Stored data entries:
──────────

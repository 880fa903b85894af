use actix_web::http::StatusCode;
use actix_web::HttpResponse;
use log::error;
use thiserror::Error;

/// Error taxonomy surfaced by the HTTP API. Real-time flows report failures
/// as `error` events instead (see `ws.rs`), never through this type.
#[derive(Debug, Error)]
pub enum ApiError {
    #[error("{0}")]
    NotFound(String),
    #[error("{0}")]
    Unauthorized(String),
    #[error("{0}")]
    InvalidInput(String),
    #[error("Authentication required")]
    Unauthenticated,
    #[error("Database error: {0}")]
    Database(#[from] mongodb::error::Error),
}

impl ApiError {
    pub fn not_found(what: &str) -> Self {
        ApiError::NotFound(format!("{} not found", what))
    }
}

impl actix_web::ResponseError for ApiError {
    fn status_code(&self) -> StatusCode {
        match self {
            ApiError::NotFound(_) => StatusCode::NOT_FOUND,
            ApiError::Unauthorized(_) => StatusCode::FORBIDDEN,
            ApiError::InvalidInput(_) => StatusCode::BAD_REQUEST,
            ApiError::Unauthenticated => StatusCode::UNAUTHORIZED,
            ApiError::Database(_) => StatusCode::INTERNAL_SERVER_ERROR,
        }
    }

    fn error_response(&self) -> HttpResponse {
        if let ApiError::Database(e) = self {
            error!("Database error: {}", e);
        }
        HttpResponse::build(self.status_code())
            .json(serde_json::json!({ "error": self.to_string() }))
    }
}

#[cfg(test)]
mod tests {
    use super::*;
    use actix_web::ResponseError;

    #[test]
    fn status_codes_match_the_taxonomy() {
        assert_eq!(
            ApiError::not_found("Task").status_code(),
            StatusCode::NOT_FOUND
        );
        assert_eq!(
            ApiError::Unauthorized("nope".into()).status_code(),
            StatusCode::FORBIDDEN
        );
        assert_eq!(
            ApiError::InvalidInput("bad".into()).status_code(),
            StatusCode::BAD_REQUEST
        );
        assert_eq!(
            ApiError::Unauthenticated.status_code(),
            StatusCode::UNAUTHORIZED
        );
    }

    #[test]
    fn not_found_helper_formats_the_entity() {
        assert_eq!(ApiError::not_found("Subtask").to_string(), "Subtask not found");
    }
}
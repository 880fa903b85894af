use actix_web::{web, HttpMessage, HttpRequest, HttpResponse};
use bcrypt::{hash, verify, DEFAULT_COST};
use chrono::{Duration, Utc};
use jsonwebtoken::{decode, encode, DecodingKey, EncodingKey, Header, Validation};
use log::info;
use mongodb::bson::doc;
use serde::{Deserialize, Serialize};
use uuid::Uuid;

use crate::app_state::AppState;
use crate::error::ApiError;
use crate::models::User;

#[derive(Debug, Serialize, Deserialize)]
pub struct Claims {
    pub sub: String,
    pub exp: usize,
}

pub fn create_jwt(user_id: &str, secret: &str) -> Result<String, jsonwebtoken::errors::Error> {
    let expiration = Utc::now() + Duration::hours(24);
    let claims = Claims {
        sub: user_id.to_string(),
        exp: expiration.timestamp() as usize,
    };
    encode(
        &Header::default(),
        &claims,
        &EncodingKey::from_secret(secret.as_ref()),
    )
}

pub fn validate_jwt(token: &str, secret: &str) -> Result<Claims, jsonwebtoken::errors::Error> {
    let token_data = decode::<Claims>(
        token,
        &DecodingKey::from_secret(secret.as_ref()),
        &Validation::default(),
    )?;
    Ok(token_data.claims)
}

/// Pulls the authenticated user id the middleware stored in extensions.
pub fn current_user(req: &HttpRequest) -> Result<String, ApiError> {
    req.extensions()
        .get::<String>()
        .cloned()
        .ok_or(ApiError::Unauthenticated)
}

#[derive(Deserialize)]
pub struct SignupInfo {
    pub firstname: String,
    pub lastname: String,
    pub email: String,
    pub password: String,
}

#[derive(Deserialize)]
pub struct LoginInfo {
    pub email: String,
    pub password: String,
}

// POST /auth/signup
pub async fn signup(
    data: web::Data<AppState>,
    info: web::Json<SignupInfo>,
) -> Result<HttpResponse, ApiError> {
    let email = info.email.trim().to_lowercase();
    if email.is_empty() || info.password.is_empty() {
        return Err(ApiError::InvalidInput(
            "Email and password are required".to_string(),
        ));
    }

    let users = data.mongodb.db.collection::<User>("users");
    if users.find_one(doc! { "email": &email }).await?.is_some() {
        return Err(ApiError::InvalidInput(
            "Email address already registered".to_string(),
        ));
    }

    let password_hash = hash(&info.password, DEFAULT_COST)
        .map_err(|_| ApiError::InvalidInput("Could not hash password".to_string()))?;

    let new_user = User {
        id: None,
        user_id: Uuid::new_v4().to_string(),
        firstname: info.firstname.trim().to_string(),
        lastname: info.lastname.trim().to_string(),
        email,
        password_hash,
        groups: Vec::new(),
        invites: Vec::new(),
    };
    users.insert_one(&new_user).await?;

    info!("User registered: {}", new_user.user_id);
    Ok(HttpResponse::Ok().json(serde_json::json!({
        "status": "User created",
        "user_id": new_user.user_id,
    })))
}

// POST /auth/login
pub async fn login(
    data: web::Data<AppState>,
    info: web::Json<LoginInfo>,
) -> Result<HttpResponse, ApiError> {
    let users = data.mongodb.db.collection::<User>("users");
    let email = info.email.trim().to_lowercase();

    let user = users
        .find_one(doc! { "email": &email })
        .await?
        .ok_or_else(|| ApiError::Unauthorized("Invalid credentials".to_string()))?;

    if !verify(&info.password, &user.password_hash).unwrap_or(false) {
        return Err(ApiError::Unauthorized("Invalid credentials".to_string()));
    }

    let token = create_jwt(&user.user_id, &data.config.jwt_secret)
        .map_err(|_| ApiError::Unauthorized("Could not issue token".to_string()))?;

    Ok(HttpResponse::Ok().json(serde_json::json!({
        "token": token,
        "user_id": user.user_id,
        "name": user.full_name(),
    })))
}

#[cfg(test)]
mod tests {
    use super::*;

    #[test]
    fn jwt_round_trip_recovers_the_subject() {
        let token = create_jwt("user-42", "test-secret").unwrap();
        let claims = validate_jwt(&token, "test-secret").unwrap();
        assert_eq!(claims.sub, "user-42");
    }

    #[test]
    fn jwt_rejects_the_wrong_secret() {
        let token = create_jwt("user-42", "test-secret").unwrap();
        assert!(validate_jwt(&token, "other-secret").is_err());
    }
}
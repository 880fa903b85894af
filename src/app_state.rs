use crate::config::Config;
use crate::db::MongoDB;
use crate::group_server::GroupServer;
use crate::notify::Notifier;
use actix::Addr;
use std::sync::Arc;

#[derive(Clone)]
pub struct AppState {
    pub group_server: Addr<GroupServer>,
    pub notifier: Notifier,
    pub mongodb: Arc<MongoDB>,
    pub config: Config,
}
mod app_state;
mod auth;
mod config;
mod db;
mod error;
mod group_server;
mod groups;
mod models;
mod notify;
mod status;
mod tasks;
mod ws;

use std::future::Future;
use std::pin::Pin;
use std::sync::Arc;
use std::task::{Context, Poll};

use actix::Actor;
use actix_cors::Cors;
use actix_web::{
    body::{BoxBody, MessageBody},
    dev::{Service, ServiceRequest, ServiceResponse, Transform},
    http,
    middleware::Logger,
    web, App, Error, HttpMessage, HttpResponse, HttpServer,
};
use env_logger::Env;
use futures::future::{ok, Ready};
use log::info;

use crate::app_state::AppState;
use crate::auth::{login, signup, validate_jwt};
use crate::groups::{
    create_group, delete_group, group_detail, invite_member, list_groups, list_invitations,
    respond_invitation,
};
use crate::notify::Notifier;
use crate::tasks::{assign_task, complete_task, create_subtask, task_detail, update_subtask_status};
use crate::ws::ws_index;

#[derive(Debug)]
pub struct Authentication {
    jwt_secret: String,
}

impl<S, B> Transform<S, ServiceRequest> for Authentication
where
    S: Service<ServiceRequest, Response = ServiceResponse<B>, Error = Error>,
    S::Future: 'static,
    B: MessageBody + 'static,
{
    type Response = ServiceResponse<BoxBody>;
    type Error = Error;
    type Transform = AuthMiddleware<S>;
    type InitError = ();
    type Future = Ready<Result<Self::Transform, Self::InitError>>;

    fn new_transform(&self, service: S) -> Self::Future {
        ok(AuthMiddleware {
            service,
            jwt_secret: self.jwt_secret.clone(),
        })
    }
}

pub struct AuthMiddleware<S> {
    service: S,
    jwt_secret: String,
}

impl<S, B> Service<ServiceRequest> for AuthMiddleware<S>
where
    S: Service<ServiceRequest, Response = ServiceResponse<B>, Error = Error>,
    S::Future: 'static,
    B: MessageBody + 'static,
{
    type Response = ServiceResponse<BoxBody>;
    type Error = Error;
    type Future = Pin<Box<dyn Future<Output = Result<Self::Response, Self::Error>>>>;

    fn poll_ready(&self, cx: &mut Context<'_>) -> Poll<Result<(), Self::Error>> {
        self.service.poll_ready(cx)
    }

    // Decodes "Bearer <token>" when present and stores the user id in the
    // request extensions; handlers decide whether identity is required.
    fn call(&self, req: ServiceRequest) -> Self::Future {
        if let Some(auth_header) = req.headers().get(http::header::AUTHORIZATION) {
            if let Ok(auth_str) = auth_header.to_str() {
                if let Some(token) = auth_str.strip_prefix("Bearer ") {
                    match validate_jwt(token.trim(), &self.jwt_secret) {
                        Ok(claims) => {
                            req.extensions_mut().insert(claims.sub);
                        }
                        Err(e) => {
                            let (req_parts, _payload) = req.into_parts();
                            let resp = HttpResponse::Unauthorized()
                                .json(serde_json::json!({
                                    "error": format!("Invalid token: {}", e)
                                }))
                                .map_into_boxed_body();
                            let srv_resp = ServiceResponse::new(req_parts, resp);
                            return Box::pin(async move { Ok(srv_resp) });
                        }
                    }
                }
            }
        }

        let fut = self.service.call(req);
        Box::pin(async move {
            let res = fut.await?;
            Ok(res.map_into_boxed_body())
        })
    }
}

#[actix_web::main]
async fn main() -> std::io::Result<()> {
    dotenv::dotenv().ok();
    env_logger::Builder::from_env(Env::default().default_filter_or("info")).init();

    let config = config::Config::from_env();
    let mongodb = Arc::new(db::MongoDB::init(&config.mongo_uri, &config.database_name).await);

    let group_server = group_server::GroupServer::new(mongodb.clone()).start();
    let notifier = Notifier::new(group_server.clone());

    info!("Server running at http://{}", config.bind_addr);
    info!("Allowed CORS origin: {}", config.frontend_origin);

    let bind_addr = config.bind_addr.clone();
    HttpServer::new(move || {
        let cors = Cors::default()
            .allowed_origin(&config.frontend_origin)
            .allowed_methods(vec!["GET", "POST", "PUT", "DELETE", "OPTIONS"])
            .allowed_headers(vec![
                http::header::CONTENT_TYPE,
                http::header::ACCEPT,
                http::header::AUTHORIZATION,
            ])
            .supports_credentials()
            .max_age(3600);

        App::new()
            .wrap(Logger::default())
            .wrap(cors)
            .wrap(Authentication {
                jwt_secret: config.jwt_secret.clone(),
            })
            .app_data(web::Data::new(AppState {
                group_server: group_server.clone(),
                notifier: notifier.clone(),
                mongodb: mongodb.clone(),
                config: config.clone(),
            }))
            .service(
                web::scope("/auth")
                    .route("/signup", web::post().to(signup))
                    .route("/login", web::post().to(login)),
            )
            .service(
                web::scope("/groups")
                    .route("", web::get().to(list_groups))
                    .route("", web::post().to(create_group))
                    .service(
                        web::scope("/{group_id}")
                            .route("", web::get().to(group_detail))
                            .route("", web::delete().to(delete_group))
                            .route("/invite", web::post().to(invite_member))
                            .route("/tasks", web::post().to(assign_task)),
                    ),
            )
            .service(
                web::scope("/invitations")
                    .route("", web::get().to(list_invitations))
                    .route("/respond", web::post().to(respond_invitation)),
            )
            .service(
                web::scope("/tasks").service(
                    web::scope("/{task_id}")
                        .route("", web::get().to(task_detail))
                        .route("/subtasks", web::post().to(create_subtask))
                        .route("/complete", web::post().to(complete_task)),
                ),
            )
            .service(
                web::scope("/subtasks")
                    .route("/{subtask_id}/status", web::post().to(update_subtask_status)),
            )
            .service(web::resource("/ws").route(web::get().to(ws_index)))
    })
    .bind(bind_addr)?
    .run()
    .await
}
// Group lifecycle, membership and invitations.

use actix_web::{web, HttpRequest, HttpResponse};
use chrono::Utc;
use futures_util::StreamExt;
use log::info;
use mongodb::bson::doc;
use serde::{Deserialize, Serialize};
use uuid::Uuid;

use crate::app_state::AppState;
use crate::auth::current_user;
use crate::error::ApiError;
use crate::models::{ChatMessage, Group, Subtask, Task, User};
use crate::status::{compute_progress, load_subtask_statuses, self_heal_task_status};

pub async fn find_group(data: &AppState, group_id: &str) -> Result<Group, ApiError> {
    let groups = data.mongodb.db.collection::<Group>("groups");
    groups
        .find_one(doc! { "group_id": group_id })
        .await?
        .ok_or_else(|| ApiError::not_found("Group"))
}

pub fn ensure_member(group: &Group, user_id: &str) -> Result<(), ApiError> {
    if group.members.iter().any(|m| m == user_id) {
        Ok(())
    } else {
        Err(ApiError::Unauthorized(
            "You do not have access to this group".to_string(),
        ))
    }
}

async fn find_user(data: &AppState, user_id: &str) -> Result<User, ApiError> {
    let users = data.mongodb.db.collection::<User>("users");
    users
        .find_one(doc! { "user_id": user_id })
        .await?
        .ok_or(ApiError::Unauthenticated)
}

#[derive(Debug, Serialize)]
pub struct TaskWithProgress {
    #[serde(flatten)]
    pub task: Task,
    pub progress: f64,
}

#[derive(Debug, Serialize)]
struct MemberInfo {
    user_id: String,
    name: String,
    email: String,
}

#[derive(Debug, Deserialize)]
pub struct CreateGroupRequest {
    pub name: String,
    pub description: Option<String>,
    /// Optional email to invite in the same call.
    pub invite_email: Option<String>,
}

// POST /groups
pub async fn create_group(
    req: HttpRequest,
    data: web::Data<AppState>,
    payload: web::Json<CreateGroupRequest>,
) -> Result<HttpResponse, ApiError> {
    let user_id = current_user(&req)?;
    let user = find_user(&data, &user_id).await?;

    let name = payload.name.trim().to_string();
    if name.is_empty() {
        return Err(ApiError::InvalidInput("Group name is required".to_string()));
    }

    let group = Group {
        id: None,
        group_id: Uuid::new_v4().to_string(),
        name,
        description: payload.description.clone().unwrap_or_default(),
        members: vec![user_id.clone()],
        created_by: user_id.clone(),
        created_at: Utc::now(),
    };

    let groups = data.mongodb.db.collection::<Group>("groups");
    groups.insert_one(&group).await?;

    let users = data.mongodb.db.collection::<User>("users");
    users
        .update_one(
            doc! { "user_id": &user_id },
            doc! { "$addToSet": { "groups": &group.group_id } },
        )
        .await?;

    // An invite failure never fails group creation; it is reported alongside.
    let mut invitation = None;
    if let Some(email) = payload
        .invite_email
        .as_deref()
        .map(str::trim)
        .filter(|e| !e.is_empty())
    {
        let email = email.to_lowercase();
        invitation = Some(match users.find_one(doc! { "email": &email }).await? {
            None => format!("User with email {} not found", email),
            Some(invitee) if invitee.user_id == user.user_id => {
                "You are already a member of this group".to_string()
            }
            Some(invitee) => {
                users
                    .update_one(
                        doc! { "user_id": &invitee.user_id },
                        doc! { "$addToSet": { "invites": &group.group_id } },
                    )
                    .await?;
                format!("Invitation sent to {}", invitee.full_name())
            }
        });
    }

    info!("Group created: {} by {}", group.group_id, user_id);
    Ok(HttpResponse::Ok().json(serde_json::json!({
        "group": group,
        "invitation": invitation,
    })))
}

// GET /groups
pub async fn list_groups(
    req: HttpRequest,
    data: web::Data<AppState>,
) -> Result<HttpResponse, ApiError> {
    let user_id = current_user(&req)?;
    let groups = data.mongodb.db.collection::<Group>("groups");
    let mut cursor = groups
        .find(doc! { "members": &user_id })
        .sort(doc! { "created_at": -1 })
        .await?;

    let mut result = Vec::new();
    while let Some(group) = cursor.next().await {
        result.push(group?);
    }
    Ok(HttpResponse::Ok().json(result))
}

// GET /groups/{group_id}
pub async fn group_detail(
    req: HttpRequest,
    data: web::Data<AppState>,
    path: web::Path<String>,
) -> Result<HttpResponse, ApiError> {
    let user_id = current_user(&req)?;
    let group_id = path.into_inner();
    let group = find_group(&data, &group_id).await?;
    ensure_member(&group, &user_id)?;

    let tasks_coll = data.mongodb.db.collection::<Task>("tasks");
    let mut cursor = tasks_coll
        .find(doc! { "group_id": &group_id })
        .sort(doc! { "created_at": -1 })
        .await?;

    let subtasks_coll = data.mongodb.db.collection::<Subtask>("subtasks");
    let mut tasks = Vec::new();
    let mut subtasks = Vec::new();
    while let Some(task) = cursor.next().await {
        let mut task = task?;
        // Repair inconsistent completed tasks before they are shown.
        task.status = self_heal_task_status(&data.mongodb, &data.notifier, &task).await?;
        let statuses = load_subtask_statuses(&data.mongodb, &task.task_id).await?;
        let progress = compute_progress(task.status, &statuses);

        let mut sub_cursor = subtasks_coll
            .find(doc! { "task_id": &task.task_id })
            .sort(doc! { "created_at": -1 })
            .await?;
        while let Some(subtask) = sub_cursor.next().await {
            subtasks.push(subtask?);
        }
        tasks.push(TaskWithProgress { task, progress });
    }

    let users = data.mongodb.db.collection::<User>("users");
    let mut member_cursor = users
        .find(doc! { "user_id": { "$in": &group.members } })
        .await?;
    let mut members = Vec::new();
    while let Some(member) = member_cursor.next().await {
        let member = member?;
        let name = member.full_name();
        members.push(MemberInfo {
            user_id: member.user_id,
            name,
            email: member.email,
        });
    }

    let messages_coll = data.mongodb.db.collection::<ChatMessage>("chat_messages");
    let mut msg_cursor = messages_coll
        .find(doc! { "group_id": &group_id })
        .sort(doc! { "timestamp": 1 })
        .limit(100)
        .await?;
    let mut chat_messages = Vec::new();
    while let Some(message) = msg_cursor.next().await {
        chat_messages.push(message?);
    }

    let is_creator = group.created_by == user_id;
    Ok(HttpResponse::Ok().json(serde_json::json!({
        "group": group,
        "members": members,
        "tasks": tasks,
        "subtasks": subtasks,
        "chat_messages": chat_messages,
        "is_creator": is_creator,
    })))
}

// DELETE /groups/{group_id}
pub async fn delete_group(
    req: HttpRequest,
    data: web::Data<AppState>,
    path: web::Path<String>,
) -> Result<HttpResponse, ApiError> {
    let user_id = current_user(&req)?;
    let group_id = path.into_inner();
    let group = find_group(&data, &group_id).await?;

    if group.created_by != user_id {
        return Err(ApiError::Unauthorized(
            "You do not have permission to delete this group".to_string(),
        ));
    }

    let db = &data.mongodb.db;
    let tasks_coll = db.collection::<Task>("tasks");
    let mut cursor = tasks_coll.find(doc! { "group_id": &group_id }).await?;
    let mut task_ids = Vec::new();
    while let Some(task) = cursor.next().await {
        task_ids.push(task?.task_id);
    }

    db.collection::<Subtask>("subtasks")
        .delete_many(doc! { "task_id": { "$in": &task_ids } })
        .await?;
    tasks_coll.delete_many(doc! { "group_id": &group_id }).await?;
    db.collection::<ChatMessage>("chat_messages")
        .delete_many(doc! { "group_id": &group_id })
        .await?;

    let users = db.collection::<User>("users");
    users
        .update_many(
            doc! { "groups": &group_id },
            doc! { "$pull": { "groups": &group_id } },
        )
        .await?;
    users
        .update_many(
            doc! { "invites": &group_id },
            doc! { "$pull": { "invites": &group_id } },
        )
        .await?;

    db.collection::<Group>("groups")
        .delete_one(doc! { "group_id": &group_id })
        .await?;

    info!("Group deleted: {} by {}", group_id, user_id);
    Ok(HttpResponse::Ok().json(serde_json::json!({ "success": true })))
}

#[derive(Debug, Deserialize)]
pub struct InviteRequest {
    pub email: String,
}

// POST /groups/{group_id}/invite
pub async fn invite_member(
    req: HttpRequest,
    data: web::Data<AppState>,
    path: web::Path<String>,
    payload: web::Json<InviteRequest>,
) -> Result<HttpResponse, ApiError> {
    let user_id = current_user(&req)?;
    let group_id = path.into_inner();
    let group = find_group(&data, &group_id).await?;
    ensure_member(&group, &user_id)?;

    let email = payload.email.trim().to_lowercase();
    if email.is_empty() {
        return Err(ApiError::InvalidInput(
            "Please provide an email address".to_string(),
        ));
    }

    let users = data.mongodb.db.collection::<User>("users");
    let invitee = users
        .find_one(doc! { "email": &email })
        .await?
        .ok_or_else(|| ApiError::NotFound(format!("User with email {} not found", email)))?;

    if group.members.contains(&invitee.user_id) {
        return Err(ApiError::InvalidInput(format!(
            "{} is already a member of this group",
            invitee.full_name()
        )));
    }
    if invitee.invites.contains(&group_id) {
        return Err(ApiError::InvalidInput(format!(
            "{} already has a pending invitation",
            invitee.full_name()
        )));
    }

    users
        .update_one(
            doc! { "user_id": &invitee.user_id },
            doc! { "$addToSet": { "invites": &group_id } },
        )
        .await?;

    Ok(HttpResponse::Ok().json(serde_json::json!({
        "message": format!("Invitation sent to {}", invitee.full_name()),
    })))
}

// GET /invitations
pub async fn list_invitations(
    req: HttpRequest,
    data: web::Data<AppState>,
) -> Result<HttpResponse, ApiError> {
    let user_id = current_user(&req)?;
    let user = find_user(&data, &user_id).await?;

    let groups = data.mongodb.db.collection::<Group>("groups");
    let mut invitations = Vec::new();
    for group_id in &user.invites {
        // Invitations to since-deleted groups are simply skipped.
        if let Some(group) = groups.find_one(doc! { "group_id": group_id }).await? {
            invitations.push(serde_json::json!({
                "group_id": group.group_id,
                "name": group.name,
                "description": group.description,
            }));
        }
    }
    Ok(HttpResponse::Ok().json(invitations))
}

#[derive(Debug, Deserialize)]
pub struct InvitationResponse {
    pub group_id: String,
    /// "accept" or "reject"
    pub action: String,
}

// POST /invitations/respond
pub async fn respond_invitation(
    req: HttpRequest,
    data: web::Data<AppState>,
    payload: web::Json<InvitationResponse>,
) -> Result<HttpResponse, ApiError> {
    let user_id = current_user(&req)?;
    let user = find_user(&data, &user_id).await?;
    let group_id = payload.group_id.trim().to_string();

    if group_id.is_empty() {
        return Err(ApiError::InvalidInput("Invalid invitation".to_string()));
    }
    if !user.invites.contains(&group_id) {
        return Err(ApiError::InvalidInput(
            "This invitation is no longer valid".to_string(),
        ));
    }

    let users = data.mongodb.db.collection::<User>("users");
    let groups = data.mongodb.db.collection::<Group>("groups");

    let group = match groups.find_one(doc! { "group_id": &group_id }).await? {
        Some(g) => g,
        None => {
            // Stale invitation to a deleted group: clear it out.
            users
                .update_one(
                    doc! { "user_id": &user_id },
                    doc! { "$pull": { "invites": &group_id } },
                )
                .await?;
            return Err(ApiError::not_found("Group"));
        }
    };

    match payload.action.as_str() {
        "accept" => {
            groups
                .update_one(
                    doc! { "group_id": &group_id },
                    doc! { "$addToSet": { "members": &user_id } },
                )
                .await?;
            users
                .update_one(
                    doc! { "user_id": &user_id },
                    doc! {
                        "$addToSet": { "groups": &group_id },
                        "$pull": { "invites": &group_id },
                    },
                )
                .await?;
            Ok(HttpResponse::Ok().json(serde_json::json!({
                "message": format!("You have joined {}", group.name),
            })))
        }
        "reject" => {
            users
                .update_one(
                    doc! { "user_id": &user_id },
                    doc! { "$pull": { "invites": &group_id } },
                )
                .await?;
            Ok(HttpResponse::Ok().json(serde_json::json!({
                "message": "Invitation rejected",
            })))
        }
        _ => Err(ApiError::InvalidInput("Invalid action".to_string())),
    }
}

#[cfg(test)]
mod tests {
    use super::*;

    fn group_with_members(members: &[&str]) -> Group {
        Group {
            id: None,
            group_id: "g1".to_string(),
            name: "Test".to_string(),
            description: String::new(),
            members: members.iter().map(|m| m.to_string()).collect(),
            created_by: members.first().unwrap_or(&"u1").to_string(),
            created_at: Utc::now(),
        }
    }

    #[test]
    fn ensure_member_accepts_members_only() {
        let group = group_with_members(&["u1", "u2"]);
        assert!(ensure_member(&group, "u2").is_ok());
        assert!(matches!(
            ensure_member(&group, "u3"),
            Err(ApiError::Unauthorized(_))
        ));
    }
}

──────────

EXERCISE:
Search the records line by line for the word "Unauthenticated" and copy every line where it appears.

OUTPUT OF THE TASK:
    Unauthenticated,
            ApiError::Unauthenticated => StatusCode::UNAUTHORIZED,
            ApiError::Unauthenticated.status_code(),
        .ok_or(ApiError::Unauthenticated)
        .ok_or(ApiError::Unauthenticated)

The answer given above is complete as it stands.